After trial, judgment was rendered in favor of plaintiff-lessor and against defendant-lessee as prayed for. In his Oral Reasons for Judgment, the trial judge stated that the transaction between the parties was a lease, not a sale, because the agreement did not provide for passage of title; that the lessee had willfully and maliciously converted the calculators in that the sales were intentional, not accidental; and
From said judgment the defendant-lessee has perfected this appeal, and we affirm.

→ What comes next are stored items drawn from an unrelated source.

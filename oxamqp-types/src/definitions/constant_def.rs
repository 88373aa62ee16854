/// the IANA assigned port number for AMQP.
pub const PORT: u16 = 5672;

/// the IANA assigned port number for secure AMQP (amqps).
pub const SECURE_PORT: u16 = 5671;

/// major protocol version.
pub const MAJOR: u8 = 1;

///  minor protocol version.
pub const MINOR: u8 = 0;

/// protocol revision
pub const REVISION: u8 = 0;

/// the lower bound for the agreed maximum frame size (in bytes).
///
/// During the initial connection negotiation, the two peers MUST agree upon a
/// maximum frame size. This constant defines the minimum value to which the
/// maximum frame size can be set.
pub const MIN_MAX_FRAME_SIZE: usize = 512;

Specified as error is the trial court’s finding that the instrument executed by the parties was a contract of lease and that some of the machines were intentionally, as opposed to accidentally, sold by the defendant, such conduct constituting a malicious conversion. Further specified as error is the insufficiency of the evidence to warrant a finding of willful and malicious conversion of the property under the provisions of the Bankruptcy Act.
The instrument signed by the parties by its unequivocal terms is a lease. Defendant admitted that the written document was a lease. On the front of the lease agreement and just above plaintiff’s signature are the following clearly printed and legible provisions:
“Lessee hereby leases from Lessor who leases to Lessee the equipment described above, upon the terms and conditions set forth on the reverse side of this page; and Lessee acknowledges that Lessee has read them. THE TERMS AND CONDITIONS SET FORTH ON THE REVERSE SIDE OF THIS PAGE ARE A PART OF THIS LEASE.

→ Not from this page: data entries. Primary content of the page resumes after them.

//! Part 3.4 delivery state

use oxamqp_codec::{
    composite::{Composite, CompositeType, FieldSpec, Fields as FieldValues},
    primitives::{Boolean, UInt, ULong},
    Error as CodecError, Value,
};

use crate::definitions::{fields_from_value, Error, Fields};

mod delivery_state_impl;
mod outcome_impl;

mod phase;
pub use phase::DeliveryPhase;

/// 3.4 Delivery State
#[derive(Debug, Clone, PartialEq, Eq)]
pub enum DeliveryState {
    /// 3.4.1 Received
    Received(Received),

    /// 3.4.2 Accepted
    Accepted(Accepted),

    /// 3.4.3 Rejected
    Rejected(Rejected),

    /// 3.4.4 Released
    Released(Released),

    /// 3.4.5 Modified
    Modified(Modified),
}

impl DeliveryState {
    /// Whether a state is a terminal state
    pub fn is_terminal(&self) -> bool {
        match self {
            DeliveryState::Accepted(_)
            | DeliveryState::Rejected(_)
            | DeliveryState::Released(_)
            | DeliveryState::Modified(_) => true,
            DeliveryState::Received(_) => false,
        }
    }
}

impl AsRef<DeliveryState> for DeliveryState {
    fn as_ref(&self) -> &DeliveryState {
        self
    }
}

/// A terminal delivery state is also referred to as Outcome
#[derive(Debug, Clone, PartialEq, Eq)]
pub enum Outcome {
    /// 3.4.2 Accepted
    Accepted(Accepted),

    /// 3.4.3 Rejected
    Rejected(Rejected),

    /// 3.4.4 Released
    Released(Released),

    /// 3.4.5 Modified
    Modified(Modified),
}

const RECEIVED_FIELDS: &[FieldSpec] = &[
    FieldSpec::mandatory("section-number"),
    FieldSpec::mandatory("section-offset"),
];

/// 3.4.1 Received
///
/// <type name="received" class="composite" source="list" provides="delivery-state">
/// <descriptor name="amqp:received:list" code="0x00000000:0x00000023"/>
/// </type>
#[derive(Debug, Clone, PartialEq, Eq)]
pub struct Received {
    /// <field name="section-number" type="uint" mandatory="true"/>
    pub section_number: UInt,

    /// <field name="section-offset" type="ulong" mandatory="true"/>
    pub section_offset: ULong,
}

impl Composite for Received {
    const TYPE: &'static CompositeType =
        &CompositeType::new("amqp:received:list", 0x0000_0000, 0x0000_0023, RECEIVED_FIELDS);

    fn into_fields(self) -> FieldValues {
        FieldValues::from_values(
            Self::TYPE,
            [
                Some(Value::UInt(self.section_number)),
                Some(Value::ULong(self.section_offset)),
            ],
        )
    }

    fn from_fields(mut fields: FieldValues) -> Result<Self, CodecError> {
        Ok(Self {
            section_number: fields.take_required(0)?,
            section_offset: fields.take_required(1)?,
        })
    }
}

/// 3.4.2 Accepted
/// The accepted outcome
///
/// <type name="accepted" class="composite" source="list" provides="delivery-state, outcome">
///     <descriptor name="amqp:accepted:list" code="0x00000000:0x00000024"/>
/// </type>
#[derive(Debug, Clone, Default, PartialEq, Eq)]
pub struct Accepted {}

impl Composite for Accepted {
    const TYPE: &'static CompositeType =
        &CompositeType::new("amqp:accepted:list", 0x0000_0000, 0x0000_0024, &[]);

    fn into_fields(self) -> FieldValues {
        FieldValues::new(Self::TYPE)
    }

    fn from_fields(_: FieldValues) -> Result<Self, CodecError> {
        Ok(Self {})
    }
}

const REJECTED_FIELDS: &[FieldSpec] = &[FieldSpec::optional("error")];

/// 3.4.3 Rejected
/// The rejected outcome.
///
/// <type name="rejected" class="composite" source="list" provides="delivery-state, outcome">
///     <descriptor name="amqp:rejected:list" code="0x00000000:0x00000025"/>
/// </type>
#[derive(Debug, Clone, Default, PartialEq, Eq)]
pub struct Rejected {
    /// <field name="error" type="error"/>
    pub error: Option<Error>,
}

impl Composite for Rejected {
    const TYPE: &'static CompositeType =
        &CompositeType::new("amqp:rejected:list", 0x0000_0000, 0x0000_0025, REJECTED_FIELDS);

    fn into_fields(self) -> FieldValues {
        FieldValues::from_values(Self::TYPE, [self.error.map(Composite::into_value)])
    }

    fn from_fields(mut fields: FieldValues) -> Result<Self, CodecError> {
        let error = match fields.take(0) {
            Some(value) => Some(Error::try_from_value(value)?),
            None => None,
        };
        Ok(Self { error })
    }
}

/// 3.4.4 Released
/// The released outcome.
/// <type name="released" class="composite" source="list" provides="delivery-state, outcome">
///     <descriptor name="amqp:released:list" code="0x00000000:0x00000026"/>
/// </type>
#[derive(Debug, Clone, Default, PartialEq, Eq)]
pub struct Released {}

impl Composite for Released {
    const TYPE: &'static CompositeType =
        &CompositeType::new("amqp:released:list", 0x0000_0000, 0x0000_0026, &[]);

    fn into_fields(self) -> FieldValues {
        FieldValues::new(Self::TYPE)
    }

    fn from_fields(_: FieldValues) -> Result<Self, CodecError> {
        Ok(Self {})
    }
}

const MODIFIED_FIELDS: &[FieldSpec] = &[
    FieldSpec::optional("delivery-failed"),
    FieldSpec::optional("undeliverable-here"),
    FieldSpec::optional("message-annotations"),
];

/// 3.4.5 Modified
/// The modified outcome.
/// <type name="modified" class="composite" source="list" provides="delivery-state, outcome">
///     <descriptor name="amqp:modified:list" code="0x00000000:0x00000027"/>
/// </type>
#[derive(Debug, Clone, Default, PartialEq, Eq)]
pub struct Modified {
    /// <field name="delivery-failed" type="boolean"/>
    pub delivery_failed: Option<Boolean>,

    /// <field name="undeliverable-here" type="boolean"/>
    pub undeliverable_here: Option<Boolean>,

    /// <field name="message-annotations" type="fields"/>
    pub message_annotations: Option<Fields>,
}

impl Composite for Modified {
    const TYPE: &'static CompositeType =
        &CompositeType::new("amqp:modified:list", 0x0000_0000, 0x0000_0027, MODIFIED_FIELDS);

    fn into_fields(self) -> FieldValues {
        FieldValues::from_values(
            Self::TYPE,
            [
                self.delivery_failed.map(Value::Bool),
                self.undeliverable_here.map(Value::Bool),
                self.message_annotations.map(Value::from),
            ],
        )
    }

    fn from_fields(mut fields: FieldValues) -> Result<Self, CodecError> {
        Ok(Self {
            delivery_failed: fields.take_as(0)?,
            undeliverable_here: fields.take_as(1)?,
            message_annotations: fields.take_with(2, fields_from_value)?,
        })
    }
}

oxamqp_codec::impl_composite_serde!(Received, Accepted, Rejected, Released, Modified);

“The undersigned agree to all the terms and' conditions set forth above and on the reverse side hereof, and in witness thereof hereby execute this lease.” (Exhibit D-l, Record, p. 7)
The words “lease,” “Lessor” and “Lessee” are used innumerable times throughout the document, and the assertion that the document was, in fact, a sale is totally without merit. However, defendant contends that even though the agreement was called a “lease,” it actually was intended by the parties to be a sale. In support thereof he relies on a prior business arrangement that he had with plaintiff concerning the lease of fifty typewriters. At the trial, over plaintiff’s objection, the defendant testified that he had made the same arrangements with the plaintiff in 1968 for the lease of fifty typewriters, with the understanding that he could sell the typewriters, and that he had the identical understanding with the plaintiff at the time he executed the lease of the calculators.

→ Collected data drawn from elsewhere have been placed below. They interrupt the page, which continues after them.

//! Implementation of Message as defined in AMQP 1.0 protocol Part 3.2

use oxamqp_codec::{de::Decoder, Error, Value};

use super::{
    AmqpSequence, AmqpValue, ApplicationProperties, Data, DeliveryAnnotations, Footer, Header,
    MessageAnnotations, Properties, Section, SectionKind,
};

mod body;
pub use body::{Body, BodySection, IntoBody};

mod assembler;
pub use assembler::{AssembledMessage, Assembler, FooterCallback};

/// AMQP 1.0 Message
#[derive(Debug, Clone, PartialEq, Eq)]
pub struct Message {
    /// Transport headers for a message.
    pub header: Option<Header>,

    /// The delivery-annotations section is used for delivery-specific
    /// non-standard properties at the head of the message.
    pub delivery_annotations: Option<DeliveryAnnotations>,

    /// The message-annotations section is used for properties of the message
    /// which are aimed at the infrastructure and SHOULD be propagated across
    /// every delivery step
    pub message_annotations: Option<MessageAnnotations>,

    /// Immutable properties of the message.
    pub properties: Option<Properties>,

    /// Structured application data
    pub application_properties: Option<ApplicationProperties>,

    /// The body consists of one of the following three choices: one or more
    /// data sections, one or more amqp-sequence sections, or a single
    /// amqp-value section.
    pub body: Body,

    /// Transport footers for a message.
    pub footer: Option<Footer>,
}

impl Message {
    /// Creates a builder for [`Message`]
    pub fn builder() -> Builder {
        Builder::new()
    }

    /// Creates a message with only a body
    pub fn new(body: impl IntoBody) -> Result<Self, Error> {
        Self::builder().body(body).build()
    }

    /// The kinds of the sections present, in transmission order
    pub fn section_kinds(&self) -> Vec<SectionKind> {
        let mut kinds = Vec::new();
        if self.header.is_some() {
            kinds.push(SectionKind::Header);
        }
        if self.delivery_annotations.is_some() {
            kinds.push(SectionKind::DeliveryAnnotations);
        }
        if self.message_annotations.is_some() {
            kinds.push(SectionKind::MessageAnnotations);
        }
        if self.properties.is_some() {
            kinds.push(SectionKind::Properties);
        }
        if self.application_properties.is_some() {
            kinds.push(SectionKind::ApplicationProperties);
        }
        match &self.body {
            Body::Data(data) => kinds.extend(data.iter().map(|_| SectionKind::Data)),
            Body::Sequence(seq) => kinds.extend(seq.iter().map(|_| SectionKind::AmqpSequence)),
            Body::Value(_) => kinds.push(SectionKind::AmqpValue),
        }
        if self.footer.is_some() {
            kinds.push(SectionKind::Footer);
        }
        kinds
    }

    /// Converts every section before the footer into its described value,
    /// in transmission order
    pub(crate) fn into_bare_sections(self) -> Result<Vec<(SectionKind, Value)>, Error> {
        fn push<S: Section>(
            sections: &mut Vec<(SectionKind, Value)>,
            section: Option<S>,
        ) -> Result<(), Error> {
            if let Some(section) = section {
                sections.push((S::KIND, section.into_section_value()?));
            }
            Ok(())
        }

        let mut sections = Vec::new();
        push(&mut sections, self.header)?;
        push(&mut sections, self.delivery_annotations)?;
        push(&mut sections, self.message_annotations)?;
        push(&mut sections, self.properties)?;
        push(&mut sections, self.application_properties)?;
        for section in self.body.into_sections() {
            let kind = section.kind();
            sections.push((kind, section.into_section_value()?));
        }
        Ok(sections)
    }

    /// Decodes a message from the concatenated encoding of its sections.
    ///
    /// Sections must appear in transmission order. Only `data` and
    /// `amqp-sequence` may repeat.
    pub fn decode(bytes: &[u8]) -> Result<Self, Error> {
        let mut builder = Builder::new();
        let mut body = Vec::new();
        let mut last: Option<SectionKind> = None;

        for value in Decoder::new(bytes) {
            let value = value?;
            let kind = match &value {
                Value::Described(described) => SectionKind::from_descriptor(&described.descriptor)
                    .ok_or_else(|| {
                        Error::Argument(format!("unknown message section {}", described.descriptor))
                    })?,
                other => {
                    return Err(Error::Argument(format!(
                        "expecting a message section, found {}",
                        other
                    )))
                }
            };

            if let Some(last) = last {
                let repeats = matches!(kind, SectionKind::Data | SectionKind::AmqpSequence);
                if kind < last || (kind == last && !repeats) {
                    return Err(Error::Argument(format!(
                        "{} cannot follow {}",
                        kind.name(),
                        last.name()
                    )));
                }
            }
            last = Some(kind);

            match kind {
                SectionKind::Header => builder.header = Some(Header::from_section_value(value)?),
                SectionKind::DeliveryAnnotations => {
                    builder.delivery_annotations =
                        Some(DeliveryAnnotations::from_section_value(value)?)
                }
                SectionKind::MessageAnnotations => {
                    builder.message_annotations =
                        Some(MessageAnnotations::from_section_value(value)?)
                }
                SectionKind::Properties => {
                    builder.properties = Some(Properties::from_section_value(value)?)
                }
                SectionKind::ApplicationProperties => {
                    builder.application_properties =
                        Some(ApplicationProperties::from_section_value(value)?)
                }
                SectionKind::Data | SectionKind::AmqpSequence | SectionKind::AmqpValue => {
                    body.push(BodySection::from_section_value(kind, value)?)
                }
                SectionKind::Footer => builder.footer = Some(Footer::from_section_value(value)?),
            }
        }

        builder.body = Some(Body::try_from_sections(body));
        builder.build()
    }
}

/// Builder for [`Message`]
#[derive(Debug, Default)]
pub struct Builder {
    header: Option<Header>,
    delivery_annotations: Option<DeliveryAnnotations>,
    message_annotations: Option<MessageAnnotations>,
    properties: Option<Properties>,
    application_properties: Option<ApplicationProperties>,
    body: Option<Result<Body, Error>>,
    footer: Option<Footer>,
}

impl Builder {
    /// Creates a new builder
    pub fn new() -> Self {
        Self::default()
    }

    /// Set the body. Conversion errors are reported by [`Builder::build`].
    pub fn body(mut self, body: impl IntoBody) -> Self {
        self.body = Some(body.into_body());
        self
    }

    /// Set the body to a single data section
    pub fn data(mut self, data: impl Into<Vec<u8>>) -> Self {
        self.body = Some(Ok(Body::from(Data::new(data))));
        self
    }

    /// Set the body to a single amqp-value section
    pub fn value(mut self, value: impl Into<Value>) -> Self {
        self.body = Some(Ok(Body::Value(AmqpValue(value.into()))));
        self
    }

    /// Set the body to a single amqp-sequence section
    pub fn sequence<T: Into<Value>>(mut self, values: impl IntoIterator<Item = T>) -> Self {
        self.body = Some(Ok(Body::from(AmqpSequence::new(values))));
        self
    }

    /// Set the header
    pub fn header(mut self, header: impl Into<Option<Header>>) -> Self {
        self.header = header.into();
        self
    }

    /// Set the delivery annotations
    pub fn delivery_annotations(
        mut self,
        delivery_annotations: impl Into<Option<DeliveryAnnotations>>,
    ) -> Self {
        self.delivery_annotations = delivery_annotations.into();
        self
    }

    /// Set the message annotations
    pub fn message_annotations(
        mut self,
        message_annotations: impl Into<Option<MessageAnnotations>>,
    ) -> Self {
        self.message_annotations = message_annotations.into();
        self
    }

    /// Set the properties
    pub fn properties(mut self, properties: impl Into<Option<Properties>>) -> Self {
        self.properties = properties.into();
        self
    }

    /// Set the application properties
    pub fn application_properties(
        mut self,
        application_properties: impl Into<Option<ApplicationProperties>>,
    ) -> Self {
        self.application_properties = application_properties.into();
        self
    }

    /// Set the footer
    pub fn footer(mut self, footer: impl Into<Option<Footer>>) -> Self {
        self.footer = footer.into();
        self
    }

    /// Builds the [`Message`]. A body is required.
    pub fn build(self) -> Result<Message, Error> {
        let body = self
            .body
            .ok_or_else(|| Error::Argument("a message needs a body".into()))??;
        Ok(Message {
            header: self.header,
            delivery_annotations: self.delivery_annotations,
            message_annotations: self.message_annotations,
            properties: self.properties,
            application_properties: self.application_properties,
            body,
            footer: self.footer,
        })
    }
}

#[cfg(test)]
mod tests {
    use oxamqp_codec::{composite::Composite, ser::write_value, Value};

    use crate::messaging::{Footer, Header, Released, Section};

    use super::{Body, Message};

    fn encode(values: &[Value]) -> Vec<u8> {
        let mut buf = Vec::new();
        for value in values {
            write_value(&mut buf, value).unwrap();
        }
        buf
    }

    #[test]
    fn test_build_without_body_fails() {
        let err = Message::builder().build().unwrap_err();
        assert!(matches!(err, oxamqp_codec::Error::Argument(_)));
    }

    #[test]
    fn test_decode_message() {
        let header = Header::builder().durable(true).build();
        let footer = Footer::builder().insert("x-opt-a", Value::Bool(true)).build();
        let buf = encode(&[
            header.clone().into_section_value().unwrap(),
            crate::messaging::Data::new("a").into_section_value().unwrap(),
            crate::messaging::Data::new("b").into_section_value().unwrap(),
            footer.clone().into_section_value().unwrap(),
        ]);

        let message = Message::decode(&buf).unwrap();
        assert_eq!(message.header, Some(header));
        assert!(matches!(message.body, Body::Data(ref data) if data.len() == 2));
        assert_eq!(message.footer, Some(footer));
    }

    #[test]
    fn test_decode_out_of_order_sections_fails() {
        let buf = encode(&[
            crate::messaging::AmqpValue(Value::Null).into_section_value().unwrap(),
            Header::default().into_section_value().unwrap(),
        ]);
        assert!(Message::decode(&buf).is_err());
    }

    #[test]
    fn test_decode_non_section_fails() {
        let buf = encode(&[Released {}.into_value()]);
        let err = Message::decode(&buf).unwrap_err();
        assert!(matches!(err, oxamqp_codec::Error::Argument(_)));
    }
}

The landmark case of Salley v. Louviere, 183 La. 92, 162 So. 811 (1935), spells out when the terms of a written contract may be varied by parol:
“Article 2276 of the Civil Code declares that parol evidence shall not be admitted against or beyond what is contained in a written contract, nor on what may have been said before, or at the time of making the contract, or since. This article of the Code is not to be construed so as to forbid the proving by pa-rol evidence of a subsequent agreement modifying or abrogating a written contract of a character which the law does not require to be in writing. It is true that the article says that parol evidence shall not be admitted to prove what may have been said by the parties to a written contract, before or at the time of making the contract, or since. But the meaning is that parol evidence as to what the parties to a written contract may have said at any time shall not be admitted for the purpose of proving that they had an antecedent or a contemporaneous agreement contrary to that which was reduced to writing. The words ‘or since’ have reference to the phrase ‘what may have been said,’ and not to what may have been agreed to, since the making of the written contract. It is well settled that this article of the Civil Code does not forbid the proving by parol evidence of a subsequent agreement to modify or to revoke a written agreement. [Citations omitted]” (Salley v. Louviere, 162 So. 811, 813)
Therefore, the defendant’s testimony for the purpose of proving that he and the plaintiff had agreed that he could sell the calculators or that defendant had a right to
A consideration of the foregoing would show that to construe the agreement as a lease would lead to absurd consequences. For example, the agreement provided that the equipment should be kept on the lessee’s premises and should not be removed without the lessor’s written consent. It further provided that the lessee could not lend equipment to anyone or permit it to be used by anyone other than the lessee’s own employee. This, it is contended, is an absurdity because defendant was in the business of selling and leasing business machines ; and since he only had a small business with one secretary, he could not possibly use fifty typewriters or ten calculators on his business premises. It is further argued that a simple analysis of the contract documents and the testimony of the witnesses would show that defendant personally ordered ten electronic calculators from a distributor at a total cost of $6,000. The machines were actually delivered to the defendant and were never in the possession of plaintiff. Although the machines were sold on February 27, 1969, to plaintiff for the same sum, on February
26, 1969, the day before the sale plaintiff leased the machines back to defendant. This lease was for a period of three years with thirty-six monthly payments of $225.89 including $217.20 rent and $8.69 use tax. By making thirty-six payments at $217.20, totaling $7,819.20, defendant would have paid plaintiff the original $6,000 cost plus approximately thirteen percent interest at the end of the term of the lease. Additionally, the use tax on the machines, which was four percent or $240, would have been totally repaid in thirty-six payments of $8.69 each, together with an additional thirteen percent interest on the amount of such use tax.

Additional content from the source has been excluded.